* Goal of the exercise *
Show every line in the material below in which the string "opacity" appears.

*** Data shown

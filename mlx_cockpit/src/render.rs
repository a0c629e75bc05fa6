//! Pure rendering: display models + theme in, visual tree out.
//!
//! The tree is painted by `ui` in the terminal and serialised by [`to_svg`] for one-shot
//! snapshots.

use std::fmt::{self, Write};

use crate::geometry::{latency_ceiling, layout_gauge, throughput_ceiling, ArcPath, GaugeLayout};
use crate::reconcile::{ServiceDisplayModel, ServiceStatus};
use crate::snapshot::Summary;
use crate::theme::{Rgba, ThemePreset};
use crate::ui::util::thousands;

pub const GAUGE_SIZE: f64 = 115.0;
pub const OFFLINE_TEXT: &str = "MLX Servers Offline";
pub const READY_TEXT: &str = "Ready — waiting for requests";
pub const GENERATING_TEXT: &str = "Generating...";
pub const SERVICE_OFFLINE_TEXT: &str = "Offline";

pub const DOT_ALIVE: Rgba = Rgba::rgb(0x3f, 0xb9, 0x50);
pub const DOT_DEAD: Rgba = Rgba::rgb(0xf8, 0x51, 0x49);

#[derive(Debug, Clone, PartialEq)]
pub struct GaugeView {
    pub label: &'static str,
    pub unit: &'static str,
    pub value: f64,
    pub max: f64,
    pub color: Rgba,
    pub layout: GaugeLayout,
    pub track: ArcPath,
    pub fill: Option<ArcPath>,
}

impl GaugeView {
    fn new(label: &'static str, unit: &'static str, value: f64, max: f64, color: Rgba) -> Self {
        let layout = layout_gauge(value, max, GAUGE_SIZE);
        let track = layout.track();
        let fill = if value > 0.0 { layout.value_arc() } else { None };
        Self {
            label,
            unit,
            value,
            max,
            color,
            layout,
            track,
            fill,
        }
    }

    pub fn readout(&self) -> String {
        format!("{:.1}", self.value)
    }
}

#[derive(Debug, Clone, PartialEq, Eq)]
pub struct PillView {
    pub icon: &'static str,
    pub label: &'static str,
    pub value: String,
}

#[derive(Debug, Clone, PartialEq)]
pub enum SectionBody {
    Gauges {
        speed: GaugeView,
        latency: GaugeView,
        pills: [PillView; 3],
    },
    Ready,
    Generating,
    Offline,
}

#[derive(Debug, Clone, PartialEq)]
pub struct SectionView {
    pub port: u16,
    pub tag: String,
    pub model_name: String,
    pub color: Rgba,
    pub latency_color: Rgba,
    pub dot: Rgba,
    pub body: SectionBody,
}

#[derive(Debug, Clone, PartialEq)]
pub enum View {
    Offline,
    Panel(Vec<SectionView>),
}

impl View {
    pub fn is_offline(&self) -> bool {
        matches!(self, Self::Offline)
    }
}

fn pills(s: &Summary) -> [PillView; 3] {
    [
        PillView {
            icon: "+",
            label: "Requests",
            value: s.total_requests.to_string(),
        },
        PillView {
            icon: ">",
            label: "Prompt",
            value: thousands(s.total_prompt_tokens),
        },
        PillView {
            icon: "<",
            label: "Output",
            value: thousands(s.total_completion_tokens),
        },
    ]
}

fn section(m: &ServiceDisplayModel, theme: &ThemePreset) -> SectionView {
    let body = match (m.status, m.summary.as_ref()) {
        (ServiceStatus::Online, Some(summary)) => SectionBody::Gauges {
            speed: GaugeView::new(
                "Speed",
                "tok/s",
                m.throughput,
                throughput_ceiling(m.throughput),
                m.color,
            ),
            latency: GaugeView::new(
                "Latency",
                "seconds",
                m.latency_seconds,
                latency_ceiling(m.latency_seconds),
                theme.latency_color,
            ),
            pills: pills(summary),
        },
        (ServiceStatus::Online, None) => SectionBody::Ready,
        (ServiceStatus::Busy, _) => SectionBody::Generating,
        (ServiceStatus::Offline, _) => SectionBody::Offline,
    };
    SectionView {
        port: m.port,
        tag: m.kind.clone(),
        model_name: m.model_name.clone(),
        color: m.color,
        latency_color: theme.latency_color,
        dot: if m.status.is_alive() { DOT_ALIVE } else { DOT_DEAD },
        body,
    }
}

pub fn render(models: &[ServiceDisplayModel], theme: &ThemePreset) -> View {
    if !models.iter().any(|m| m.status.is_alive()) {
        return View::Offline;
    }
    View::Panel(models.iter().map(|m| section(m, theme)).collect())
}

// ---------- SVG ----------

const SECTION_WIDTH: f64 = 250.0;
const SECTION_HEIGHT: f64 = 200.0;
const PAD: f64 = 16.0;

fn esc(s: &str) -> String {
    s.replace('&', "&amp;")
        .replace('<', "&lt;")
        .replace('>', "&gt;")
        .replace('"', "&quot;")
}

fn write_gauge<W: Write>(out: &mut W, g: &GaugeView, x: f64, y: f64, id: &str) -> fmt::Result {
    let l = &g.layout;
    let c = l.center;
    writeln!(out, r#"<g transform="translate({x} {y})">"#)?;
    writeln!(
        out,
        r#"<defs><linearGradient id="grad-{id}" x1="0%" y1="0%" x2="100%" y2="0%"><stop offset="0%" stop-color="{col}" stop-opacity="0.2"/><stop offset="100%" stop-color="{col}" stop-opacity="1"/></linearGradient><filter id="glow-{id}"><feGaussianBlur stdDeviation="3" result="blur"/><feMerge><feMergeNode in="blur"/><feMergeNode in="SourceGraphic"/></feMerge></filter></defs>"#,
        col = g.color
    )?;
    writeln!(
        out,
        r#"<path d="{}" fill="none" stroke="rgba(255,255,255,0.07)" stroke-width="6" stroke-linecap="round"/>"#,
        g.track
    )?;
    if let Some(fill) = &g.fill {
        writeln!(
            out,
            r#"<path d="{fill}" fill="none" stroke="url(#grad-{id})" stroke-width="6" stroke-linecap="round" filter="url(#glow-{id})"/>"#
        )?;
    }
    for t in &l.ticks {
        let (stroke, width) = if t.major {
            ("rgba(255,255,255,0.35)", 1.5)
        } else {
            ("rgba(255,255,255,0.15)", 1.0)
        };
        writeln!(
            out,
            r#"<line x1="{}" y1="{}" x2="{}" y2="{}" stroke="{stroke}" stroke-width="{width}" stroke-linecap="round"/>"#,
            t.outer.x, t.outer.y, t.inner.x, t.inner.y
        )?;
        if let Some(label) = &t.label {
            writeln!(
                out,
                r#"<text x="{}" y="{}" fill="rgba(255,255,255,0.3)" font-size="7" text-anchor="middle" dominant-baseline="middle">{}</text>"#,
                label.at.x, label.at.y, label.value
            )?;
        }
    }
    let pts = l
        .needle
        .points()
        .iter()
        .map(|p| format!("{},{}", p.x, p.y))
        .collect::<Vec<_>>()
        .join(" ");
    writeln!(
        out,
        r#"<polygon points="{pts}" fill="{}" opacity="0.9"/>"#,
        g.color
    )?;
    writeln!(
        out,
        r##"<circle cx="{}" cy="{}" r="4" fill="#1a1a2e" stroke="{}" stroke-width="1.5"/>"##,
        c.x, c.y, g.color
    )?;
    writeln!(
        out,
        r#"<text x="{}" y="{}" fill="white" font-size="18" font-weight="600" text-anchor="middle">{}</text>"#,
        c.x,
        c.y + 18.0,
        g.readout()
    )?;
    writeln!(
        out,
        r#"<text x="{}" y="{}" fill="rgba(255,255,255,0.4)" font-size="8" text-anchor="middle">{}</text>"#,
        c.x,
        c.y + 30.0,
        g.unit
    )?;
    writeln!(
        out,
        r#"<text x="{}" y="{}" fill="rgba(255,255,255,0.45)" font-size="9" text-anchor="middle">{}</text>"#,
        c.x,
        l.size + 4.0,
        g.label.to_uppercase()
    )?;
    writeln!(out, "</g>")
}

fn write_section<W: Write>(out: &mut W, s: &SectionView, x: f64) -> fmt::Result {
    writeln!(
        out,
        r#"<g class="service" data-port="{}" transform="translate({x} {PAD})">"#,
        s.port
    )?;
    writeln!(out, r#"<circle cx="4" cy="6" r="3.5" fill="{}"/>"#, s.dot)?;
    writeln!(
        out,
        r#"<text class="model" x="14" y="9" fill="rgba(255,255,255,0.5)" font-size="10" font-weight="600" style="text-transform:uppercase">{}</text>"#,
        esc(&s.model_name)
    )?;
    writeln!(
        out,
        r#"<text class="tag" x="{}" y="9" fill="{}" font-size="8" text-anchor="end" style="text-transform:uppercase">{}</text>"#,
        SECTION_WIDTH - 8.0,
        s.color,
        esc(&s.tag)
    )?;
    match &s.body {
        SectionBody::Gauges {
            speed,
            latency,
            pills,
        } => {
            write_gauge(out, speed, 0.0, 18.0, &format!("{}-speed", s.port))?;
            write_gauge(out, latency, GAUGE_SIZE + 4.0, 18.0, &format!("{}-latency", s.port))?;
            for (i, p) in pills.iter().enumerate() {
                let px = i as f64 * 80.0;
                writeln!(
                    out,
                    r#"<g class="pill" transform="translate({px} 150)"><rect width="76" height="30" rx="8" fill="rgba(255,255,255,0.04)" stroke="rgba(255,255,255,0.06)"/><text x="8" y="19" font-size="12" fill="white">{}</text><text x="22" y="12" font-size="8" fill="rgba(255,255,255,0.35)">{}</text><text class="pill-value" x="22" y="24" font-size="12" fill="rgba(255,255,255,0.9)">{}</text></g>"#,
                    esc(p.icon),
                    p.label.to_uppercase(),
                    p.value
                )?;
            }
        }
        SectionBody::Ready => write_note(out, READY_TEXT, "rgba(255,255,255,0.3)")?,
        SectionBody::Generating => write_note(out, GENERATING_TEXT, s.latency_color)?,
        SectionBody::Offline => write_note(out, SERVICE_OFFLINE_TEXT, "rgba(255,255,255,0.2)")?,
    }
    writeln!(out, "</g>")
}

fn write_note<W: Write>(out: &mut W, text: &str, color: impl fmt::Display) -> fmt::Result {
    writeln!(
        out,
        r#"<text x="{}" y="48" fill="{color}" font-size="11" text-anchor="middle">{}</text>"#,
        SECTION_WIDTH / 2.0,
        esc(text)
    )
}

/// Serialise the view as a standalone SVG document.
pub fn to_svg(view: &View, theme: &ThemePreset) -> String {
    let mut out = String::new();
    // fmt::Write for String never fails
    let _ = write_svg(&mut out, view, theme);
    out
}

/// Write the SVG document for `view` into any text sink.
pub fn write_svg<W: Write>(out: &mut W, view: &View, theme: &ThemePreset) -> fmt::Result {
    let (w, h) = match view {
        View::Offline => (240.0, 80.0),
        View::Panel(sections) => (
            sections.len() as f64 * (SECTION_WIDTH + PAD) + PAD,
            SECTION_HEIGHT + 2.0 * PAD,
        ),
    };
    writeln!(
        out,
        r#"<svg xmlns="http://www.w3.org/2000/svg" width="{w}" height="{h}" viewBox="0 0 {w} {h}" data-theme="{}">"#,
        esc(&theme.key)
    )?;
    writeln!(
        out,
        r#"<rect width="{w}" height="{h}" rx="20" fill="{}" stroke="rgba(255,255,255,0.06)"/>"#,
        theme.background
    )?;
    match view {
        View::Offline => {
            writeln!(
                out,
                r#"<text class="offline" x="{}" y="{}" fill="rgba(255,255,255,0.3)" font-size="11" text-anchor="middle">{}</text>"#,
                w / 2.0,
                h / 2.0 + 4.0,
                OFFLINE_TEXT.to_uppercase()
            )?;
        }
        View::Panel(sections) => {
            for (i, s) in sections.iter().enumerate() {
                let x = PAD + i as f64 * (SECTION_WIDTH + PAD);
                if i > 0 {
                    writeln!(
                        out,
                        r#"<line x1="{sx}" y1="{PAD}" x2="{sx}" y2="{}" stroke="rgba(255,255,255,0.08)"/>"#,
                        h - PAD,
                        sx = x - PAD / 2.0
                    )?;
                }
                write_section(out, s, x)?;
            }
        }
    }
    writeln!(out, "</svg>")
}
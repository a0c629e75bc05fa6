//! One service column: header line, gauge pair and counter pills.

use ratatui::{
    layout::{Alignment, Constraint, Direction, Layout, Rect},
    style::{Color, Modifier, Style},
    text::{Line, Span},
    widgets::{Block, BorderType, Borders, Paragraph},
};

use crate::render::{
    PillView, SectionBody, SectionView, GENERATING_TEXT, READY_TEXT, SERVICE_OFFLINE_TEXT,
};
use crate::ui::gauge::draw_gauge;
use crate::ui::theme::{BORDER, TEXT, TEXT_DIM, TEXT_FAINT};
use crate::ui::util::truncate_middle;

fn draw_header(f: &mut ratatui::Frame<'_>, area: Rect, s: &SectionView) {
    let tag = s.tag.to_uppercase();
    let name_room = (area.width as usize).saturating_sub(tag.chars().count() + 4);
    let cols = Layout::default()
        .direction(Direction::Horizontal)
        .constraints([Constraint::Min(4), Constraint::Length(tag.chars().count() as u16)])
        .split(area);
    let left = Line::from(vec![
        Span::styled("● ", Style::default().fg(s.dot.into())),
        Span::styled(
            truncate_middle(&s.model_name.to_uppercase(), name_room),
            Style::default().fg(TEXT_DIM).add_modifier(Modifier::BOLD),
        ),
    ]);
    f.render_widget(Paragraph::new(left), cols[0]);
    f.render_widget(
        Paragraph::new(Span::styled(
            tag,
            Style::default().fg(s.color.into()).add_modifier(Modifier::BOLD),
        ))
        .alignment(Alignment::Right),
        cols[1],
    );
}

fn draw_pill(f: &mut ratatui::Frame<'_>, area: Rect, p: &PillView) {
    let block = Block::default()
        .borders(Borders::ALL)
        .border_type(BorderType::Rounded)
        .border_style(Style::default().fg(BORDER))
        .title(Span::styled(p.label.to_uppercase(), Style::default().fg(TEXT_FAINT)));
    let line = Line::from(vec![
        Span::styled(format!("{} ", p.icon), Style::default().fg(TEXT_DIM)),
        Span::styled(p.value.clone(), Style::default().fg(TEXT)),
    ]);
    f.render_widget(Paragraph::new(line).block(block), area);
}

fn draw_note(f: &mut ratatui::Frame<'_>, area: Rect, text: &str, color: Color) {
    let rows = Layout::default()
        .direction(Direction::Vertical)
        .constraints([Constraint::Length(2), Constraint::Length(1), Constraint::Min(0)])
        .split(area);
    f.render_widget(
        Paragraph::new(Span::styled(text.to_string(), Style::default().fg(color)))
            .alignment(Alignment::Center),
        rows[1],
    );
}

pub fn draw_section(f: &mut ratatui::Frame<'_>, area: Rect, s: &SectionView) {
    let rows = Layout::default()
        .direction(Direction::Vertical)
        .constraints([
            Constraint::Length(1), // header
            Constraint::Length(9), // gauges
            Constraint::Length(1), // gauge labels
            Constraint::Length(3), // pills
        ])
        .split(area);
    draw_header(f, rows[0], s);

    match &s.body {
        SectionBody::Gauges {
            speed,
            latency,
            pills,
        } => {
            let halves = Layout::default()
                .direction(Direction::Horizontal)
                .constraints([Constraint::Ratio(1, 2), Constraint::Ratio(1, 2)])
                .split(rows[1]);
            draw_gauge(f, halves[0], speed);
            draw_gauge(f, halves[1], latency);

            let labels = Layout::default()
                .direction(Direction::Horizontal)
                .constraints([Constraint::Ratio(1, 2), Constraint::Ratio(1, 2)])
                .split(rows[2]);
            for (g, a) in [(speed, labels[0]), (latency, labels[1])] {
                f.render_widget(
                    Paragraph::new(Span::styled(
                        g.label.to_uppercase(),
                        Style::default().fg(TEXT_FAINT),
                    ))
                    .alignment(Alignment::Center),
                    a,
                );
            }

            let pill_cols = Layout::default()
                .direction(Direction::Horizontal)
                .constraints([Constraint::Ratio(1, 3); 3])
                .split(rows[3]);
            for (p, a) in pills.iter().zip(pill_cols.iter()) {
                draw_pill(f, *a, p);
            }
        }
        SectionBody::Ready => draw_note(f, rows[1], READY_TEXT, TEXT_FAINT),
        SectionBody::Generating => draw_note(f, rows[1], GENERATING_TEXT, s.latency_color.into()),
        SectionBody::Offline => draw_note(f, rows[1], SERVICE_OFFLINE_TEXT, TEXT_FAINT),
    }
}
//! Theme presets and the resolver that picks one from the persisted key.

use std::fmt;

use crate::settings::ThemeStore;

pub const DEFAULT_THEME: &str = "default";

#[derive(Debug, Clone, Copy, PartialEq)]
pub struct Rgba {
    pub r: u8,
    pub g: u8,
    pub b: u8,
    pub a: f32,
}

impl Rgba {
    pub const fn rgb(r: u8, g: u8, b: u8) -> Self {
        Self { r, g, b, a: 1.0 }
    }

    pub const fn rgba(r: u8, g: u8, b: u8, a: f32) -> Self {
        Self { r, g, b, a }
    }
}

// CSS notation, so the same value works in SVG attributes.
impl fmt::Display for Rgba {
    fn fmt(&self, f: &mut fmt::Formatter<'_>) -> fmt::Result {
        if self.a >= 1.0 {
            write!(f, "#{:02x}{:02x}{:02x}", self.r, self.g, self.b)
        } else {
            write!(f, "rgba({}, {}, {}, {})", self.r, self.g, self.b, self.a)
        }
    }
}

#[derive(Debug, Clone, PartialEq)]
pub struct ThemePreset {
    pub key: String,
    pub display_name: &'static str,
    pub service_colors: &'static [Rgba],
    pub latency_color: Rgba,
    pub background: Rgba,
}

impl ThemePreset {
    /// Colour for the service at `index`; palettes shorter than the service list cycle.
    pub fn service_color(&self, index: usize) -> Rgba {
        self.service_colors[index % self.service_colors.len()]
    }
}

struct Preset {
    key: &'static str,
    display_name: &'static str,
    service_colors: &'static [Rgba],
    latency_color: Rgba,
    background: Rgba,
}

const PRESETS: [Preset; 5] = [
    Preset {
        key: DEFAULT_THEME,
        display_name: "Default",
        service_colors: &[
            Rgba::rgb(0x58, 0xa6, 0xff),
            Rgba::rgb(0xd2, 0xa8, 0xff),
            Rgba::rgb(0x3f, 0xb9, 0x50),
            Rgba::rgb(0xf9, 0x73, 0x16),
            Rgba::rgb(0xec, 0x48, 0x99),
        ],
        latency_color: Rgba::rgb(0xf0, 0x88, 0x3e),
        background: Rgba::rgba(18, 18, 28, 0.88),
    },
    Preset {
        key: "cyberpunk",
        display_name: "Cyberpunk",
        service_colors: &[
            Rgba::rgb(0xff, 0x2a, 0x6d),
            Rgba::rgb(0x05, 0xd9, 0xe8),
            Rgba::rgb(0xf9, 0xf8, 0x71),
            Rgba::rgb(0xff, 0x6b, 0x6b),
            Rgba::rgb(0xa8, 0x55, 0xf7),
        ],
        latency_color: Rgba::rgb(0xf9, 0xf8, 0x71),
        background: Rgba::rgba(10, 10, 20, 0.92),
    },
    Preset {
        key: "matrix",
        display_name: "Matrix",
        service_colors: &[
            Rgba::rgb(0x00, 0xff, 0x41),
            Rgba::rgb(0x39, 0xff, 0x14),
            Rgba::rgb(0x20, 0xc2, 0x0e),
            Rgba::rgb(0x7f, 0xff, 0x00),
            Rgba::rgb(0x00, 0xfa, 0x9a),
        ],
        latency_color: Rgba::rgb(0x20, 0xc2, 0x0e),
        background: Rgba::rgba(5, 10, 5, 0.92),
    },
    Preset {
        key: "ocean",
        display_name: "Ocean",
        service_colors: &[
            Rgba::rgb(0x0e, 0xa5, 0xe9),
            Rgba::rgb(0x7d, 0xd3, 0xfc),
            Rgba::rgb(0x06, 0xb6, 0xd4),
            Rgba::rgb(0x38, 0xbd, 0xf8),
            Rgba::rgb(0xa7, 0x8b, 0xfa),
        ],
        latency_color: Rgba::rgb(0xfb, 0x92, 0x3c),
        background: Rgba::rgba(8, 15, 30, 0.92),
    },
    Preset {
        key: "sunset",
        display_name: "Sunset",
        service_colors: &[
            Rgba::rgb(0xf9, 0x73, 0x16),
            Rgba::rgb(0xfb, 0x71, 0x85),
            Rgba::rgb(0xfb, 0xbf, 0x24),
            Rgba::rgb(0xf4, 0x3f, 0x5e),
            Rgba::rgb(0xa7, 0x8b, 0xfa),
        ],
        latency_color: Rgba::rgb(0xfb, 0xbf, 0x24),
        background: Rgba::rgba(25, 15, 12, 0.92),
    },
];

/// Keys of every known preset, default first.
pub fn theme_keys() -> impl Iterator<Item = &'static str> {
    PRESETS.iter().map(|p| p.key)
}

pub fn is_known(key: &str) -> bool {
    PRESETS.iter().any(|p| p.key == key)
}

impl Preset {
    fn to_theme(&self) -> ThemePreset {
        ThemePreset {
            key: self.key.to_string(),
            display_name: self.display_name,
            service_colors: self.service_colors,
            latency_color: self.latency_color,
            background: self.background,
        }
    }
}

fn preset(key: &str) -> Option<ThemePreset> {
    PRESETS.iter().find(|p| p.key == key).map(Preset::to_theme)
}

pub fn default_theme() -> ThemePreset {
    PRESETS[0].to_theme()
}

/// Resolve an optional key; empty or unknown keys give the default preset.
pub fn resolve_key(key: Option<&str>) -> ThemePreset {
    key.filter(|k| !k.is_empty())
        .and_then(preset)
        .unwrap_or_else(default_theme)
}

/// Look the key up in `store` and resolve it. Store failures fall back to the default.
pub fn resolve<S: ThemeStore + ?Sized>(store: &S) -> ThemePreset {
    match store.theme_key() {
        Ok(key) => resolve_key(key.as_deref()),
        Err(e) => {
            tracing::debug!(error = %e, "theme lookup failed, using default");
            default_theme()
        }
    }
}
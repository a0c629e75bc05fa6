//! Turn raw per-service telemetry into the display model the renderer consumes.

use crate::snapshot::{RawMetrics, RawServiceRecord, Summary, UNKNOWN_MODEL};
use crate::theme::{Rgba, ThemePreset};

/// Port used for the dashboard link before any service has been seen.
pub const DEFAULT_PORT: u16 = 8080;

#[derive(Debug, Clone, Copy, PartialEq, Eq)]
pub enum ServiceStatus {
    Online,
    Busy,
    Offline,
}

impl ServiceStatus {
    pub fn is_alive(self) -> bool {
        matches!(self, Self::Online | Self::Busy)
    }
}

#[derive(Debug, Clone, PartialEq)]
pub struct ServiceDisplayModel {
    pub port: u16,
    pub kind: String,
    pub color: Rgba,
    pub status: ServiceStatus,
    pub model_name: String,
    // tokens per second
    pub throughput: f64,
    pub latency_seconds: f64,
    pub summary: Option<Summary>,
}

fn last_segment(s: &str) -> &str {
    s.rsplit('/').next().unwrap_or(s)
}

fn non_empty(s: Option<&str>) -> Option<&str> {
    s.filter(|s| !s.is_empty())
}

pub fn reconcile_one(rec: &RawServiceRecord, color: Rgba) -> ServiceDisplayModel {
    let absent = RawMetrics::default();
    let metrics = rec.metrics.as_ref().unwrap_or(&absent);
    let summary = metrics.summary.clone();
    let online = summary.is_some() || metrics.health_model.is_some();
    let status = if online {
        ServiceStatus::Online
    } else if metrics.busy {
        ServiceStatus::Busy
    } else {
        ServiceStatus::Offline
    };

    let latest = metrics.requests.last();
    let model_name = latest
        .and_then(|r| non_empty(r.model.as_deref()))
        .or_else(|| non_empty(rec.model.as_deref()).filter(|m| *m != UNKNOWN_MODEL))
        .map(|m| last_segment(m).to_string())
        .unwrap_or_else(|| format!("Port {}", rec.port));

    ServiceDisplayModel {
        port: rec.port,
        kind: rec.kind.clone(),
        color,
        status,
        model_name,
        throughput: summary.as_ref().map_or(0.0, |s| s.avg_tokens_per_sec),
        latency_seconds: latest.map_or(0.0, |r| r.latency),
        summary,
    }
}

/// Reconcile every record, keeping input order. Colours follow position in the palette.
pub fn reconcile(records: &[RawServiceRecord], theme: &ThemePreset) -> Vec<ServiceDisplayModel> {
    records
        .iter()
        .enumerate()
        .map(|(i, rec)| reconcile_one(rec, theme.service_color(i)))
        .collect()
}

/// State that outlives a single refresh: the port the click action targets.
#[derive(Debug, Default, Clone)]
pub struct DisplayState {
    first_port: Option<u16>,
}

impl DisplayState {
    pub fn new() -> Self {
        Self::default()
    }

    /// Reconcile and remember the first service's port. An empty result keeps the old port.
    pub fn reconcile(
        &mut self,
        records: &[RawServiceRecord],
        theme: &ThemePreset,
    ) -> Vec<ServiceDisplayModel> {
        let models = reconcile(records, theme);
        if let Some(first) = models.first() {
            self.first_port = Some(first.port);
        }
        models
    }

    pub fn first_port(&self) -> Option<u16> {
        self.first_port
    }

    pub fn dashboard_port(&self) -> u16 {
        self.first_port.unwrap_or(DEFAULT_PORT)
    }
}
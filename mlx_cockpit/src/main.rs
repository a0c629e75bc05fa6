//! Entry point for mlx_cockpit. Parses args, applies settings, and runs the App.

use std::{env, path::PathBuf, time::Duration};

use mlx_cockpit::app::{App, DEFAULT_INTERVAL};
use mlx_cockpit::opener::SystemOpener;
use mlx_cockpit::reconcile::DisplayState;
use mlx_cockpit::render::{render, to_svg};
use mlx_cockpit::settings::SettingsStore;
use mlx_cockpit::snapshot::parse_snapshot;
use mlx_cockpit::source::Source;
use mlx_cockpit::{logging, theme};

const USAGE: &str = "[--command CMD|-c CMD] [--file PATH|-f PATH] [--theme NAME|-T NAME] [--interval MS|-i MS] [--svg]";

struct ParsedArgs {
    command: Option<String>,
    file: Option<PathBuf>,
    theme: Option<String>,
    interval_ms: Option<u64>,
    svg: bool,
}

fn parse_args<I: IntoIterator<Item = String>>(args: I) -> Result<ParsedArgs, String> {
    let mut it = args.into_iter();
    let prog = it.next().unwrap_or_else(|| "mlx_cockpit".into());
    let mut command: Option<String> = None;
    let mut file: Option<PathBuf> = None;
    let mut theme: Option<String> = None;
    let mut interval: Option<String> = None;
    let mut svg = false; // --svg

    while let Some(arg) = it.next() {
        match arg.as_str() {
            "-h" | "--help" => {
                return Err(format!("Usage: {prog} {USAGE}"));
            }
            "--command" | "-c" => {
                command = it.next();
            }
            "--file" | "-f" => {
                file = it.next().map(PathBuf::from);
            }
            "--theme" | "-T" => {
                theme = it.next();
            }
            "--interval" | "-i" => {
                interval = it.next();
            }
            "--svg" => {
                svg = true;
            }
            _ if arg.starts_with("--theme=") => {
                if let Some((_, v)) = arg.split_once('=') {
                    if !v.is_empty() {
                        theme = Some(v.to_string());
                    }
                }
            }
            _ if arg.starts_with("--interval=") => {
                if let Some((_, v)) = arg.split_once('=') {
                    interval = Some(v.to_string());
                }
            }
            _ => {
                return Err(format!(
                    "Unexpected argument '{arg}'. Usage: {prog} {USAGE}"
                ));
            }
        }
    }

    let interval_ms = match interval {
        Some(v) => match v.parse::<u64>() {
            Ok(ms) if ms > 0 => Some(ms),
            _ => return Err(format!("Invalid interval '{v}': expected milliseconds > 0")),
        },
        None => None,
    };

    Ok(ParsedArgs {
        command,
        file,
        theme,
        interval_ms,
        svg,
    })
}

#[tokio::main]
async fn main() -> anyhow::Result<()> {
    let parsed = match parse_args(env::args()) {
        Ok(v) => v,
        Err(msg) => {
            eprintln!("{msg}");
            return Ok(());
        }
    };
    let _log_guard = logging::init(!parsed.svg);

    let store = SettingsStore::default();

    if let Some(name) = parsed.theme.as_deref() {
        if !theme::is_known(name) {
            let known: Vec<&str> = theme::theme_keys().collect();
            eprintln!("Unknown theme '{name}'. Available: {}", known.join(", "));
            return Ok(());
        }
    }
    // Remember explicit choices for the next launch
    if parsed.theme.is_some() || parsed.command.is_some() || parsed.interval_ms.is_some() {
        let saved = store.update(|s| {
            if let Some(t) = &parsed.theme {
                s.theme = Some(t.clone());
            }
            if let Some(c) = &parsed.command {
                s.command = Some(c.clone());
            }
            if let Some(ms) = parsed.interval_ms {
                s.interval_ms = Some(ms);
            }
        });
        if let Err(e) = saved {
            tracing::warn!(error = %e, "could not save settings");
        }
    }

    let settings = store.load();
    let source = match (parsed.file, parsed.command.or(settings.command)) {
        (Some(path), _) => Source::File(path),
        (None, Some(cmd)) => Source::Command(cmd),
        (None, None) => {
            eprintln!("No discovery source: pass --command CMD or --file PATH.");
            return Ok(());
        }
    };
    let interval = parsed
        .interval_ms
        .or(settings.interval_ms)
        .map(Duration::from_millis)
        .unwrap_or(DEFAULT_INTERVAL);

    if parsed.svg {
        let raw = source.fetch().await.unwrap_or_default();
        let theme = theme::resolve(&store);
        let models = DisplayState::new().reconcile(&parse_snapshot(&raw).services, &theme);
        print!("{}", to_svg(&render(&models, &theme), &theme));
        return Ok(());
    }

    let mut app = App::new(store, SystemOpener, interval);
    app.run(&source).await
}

******

* Output for this task *
        r#"<defs><linearGradient id="grad-{id}" x1="0%" y1="0%" x2="100%" y2="0%"><stop offset="0%" stop-color="{col}" stop-opacity="0.2"/><stop offset="100%" stop-color="{col}" stop-opacity="1"/></linearGradient><filter id="glow-{id}"><feGaussianBlur stdDeviation="3" result="blur"/><feMerge><feMergeNode in="blur"/><feMergeNode in="SourceGraphic"/></feMerge></filter></defs>"#,
        r#"<polygon points="{pts}" fill="{}" opacity="0.9"/>"#,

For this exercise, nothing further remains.